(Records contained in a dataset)
###

//! Lowering and program output tests.

use kernelopt::{Arg, Kernel, Op, Opt, Renderer};

use crate::common::{copy_ast, matvec_ast};

#[test]
fn test_kernel_info_round_trip() {
    let mut k = Kernel::new(matvec_ast(128, 64), Renderer::gpu()).unwrap();
    k.apply_opt(Opt::local(0, 4)).unwrap();
    k.apply_opt(Opt::unroll(0, 4)).unwrap();
    let ast = k.get_optimized_ast(Some("tkern"));
    match ast.arg() {
        Arg::Kernel(info) => {
            assert_eq!(info.name, "tkern");
            assert_eq!(info.local_dims, 1);
            assert_eq!(info.upcasted, 1);
            assert!(!info.dont_use_locals);
        }
        other => panic!("expected kernel info, got {:?}", other),
    }
}

#[test]
fn test_nolocals_reaches_kernel_info() {
    let mut k = Kernel::new(matvec_ast(128, 64), Renderer::gpu()).unwrap();
    k.apply_opt(Opt::nolocals()).unwrap();
    let ast = k.get_optimized_ast(Some("nl"));
    match ast.arg() {
        Arg::Kernel(info) => assert!(info.dont_use_locals),
        other => panic!("expected kernel info, got {:?}", other),
    }
}

#[test]
fn test_linearize_starts_with_name() {
    let k = Kernel::new(copy_ast(16), Renderer::cpu()).unwrap();
    let uops = k.linearize(Some("lin_head"), None);
    assert_eq!(uops[0].op(), Op::Name);
    assert!(matches!(uops[0].arg(), Arg::Name(n) if n == "lin_head"));
    assert_eq!(uops.last().unwrap().op(), Op::Sink);
}

#[test]
fn test_grouped_lowering_structure() {
    let mut k = Kernel::new(matvec_ast(64, 4096), Renderer::gpu()).unwrap();
    k.apply_opt(Opt::group(0, 16)).unwrap();
    let nodes = k.get_optimized_ast(None).toposort();

    let locals: Vec<_> = nodes.iter().filter(|u| u.op() == Op::DefineLocal).collect();
    assert_eq!(locals.len(), 1);
    // first stage stores into the local, second reduce drains it
    let reduces: Vec<_> = nodes.iter().filter(|u| u.op() == Op::ReduceAxis).collect();
    assert_eq!(reduces.len(), 2);
    let stores: Vec<_> = nodes.iter().filter(|u| u.op() == Op::Store).collect();
    assert_eq!(stores.len(), 2);
}

#[test]
fn test_program_of_unoptimized_kernel() {
    let k = Kernel::new(matvec_ast(33, 7), Renderer::cpu()).unwrap();
    let prog = k.to_program(None, None);
    assert!(!prog.src.is_empty());
    assert_eq!(prog.name, "r_33_7");
    assert_eq!(prog.device, "CPU");
    assert!(prog.global_size.is_none());
    assert_eq!(prog.mem_estimate, (33 * 7 + 7 + 33) * 4);
    assert!(prog.applied_opts.is_empty());
}

#[test]
fn test_program_work_sizes_with_locals() {
    let mut k = Kernel::new(matvec_ast(512, 256), Renderer::gpu()).unwrap();
    k.hand_coded_optimizations().unwrap();
    let prog = k.to_program(None, None);
    assert_eq!(prog.global_size, Some([1, 1, 1]));
    assert_eq!(prog.local_size, Some([1, 1, 1]));
}

#[test]
fn test_name_collision_suffix() {
    let a = Kernel::new(matvec_ast(37, 11), Renderer::cpu()).unwrap();
    let b = Kernel::new(matvec_ast(37, 11), Renderer::cpu()).unwrap();
    assert_eq!(a.name(), "r_37_11");
    assert_eq!(b.name(), "r_37_11n1");
    // cached after first computation
    assert_eq!(b.name(), "r_37_11n1");
}

#[test]
fn test_relinearize_is_stable() {
    let mut k = Kernel::new(matvec_ast(64, 128), Renderer::gpu()).unwrap();
    k.hand_coded_optimizations().unwrap();
    let first = k.linearize(Some("again"), None);
    let second = k.linearize(Some("again"), None);
    assert_eq!(first.len(), second.len());
    for (x, y) in first.iter().zip(second.iter()) {
        assert_eq!(x.op(), y.op());
    }
}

###

> **About this task**
Look through the entries above. Copy out every line holding the word "tkern".

> **Answer to the exercise**
    let ast = k.get_optimized_ast(Some("tkern"));
            assert_eq!(info.name, "tkern");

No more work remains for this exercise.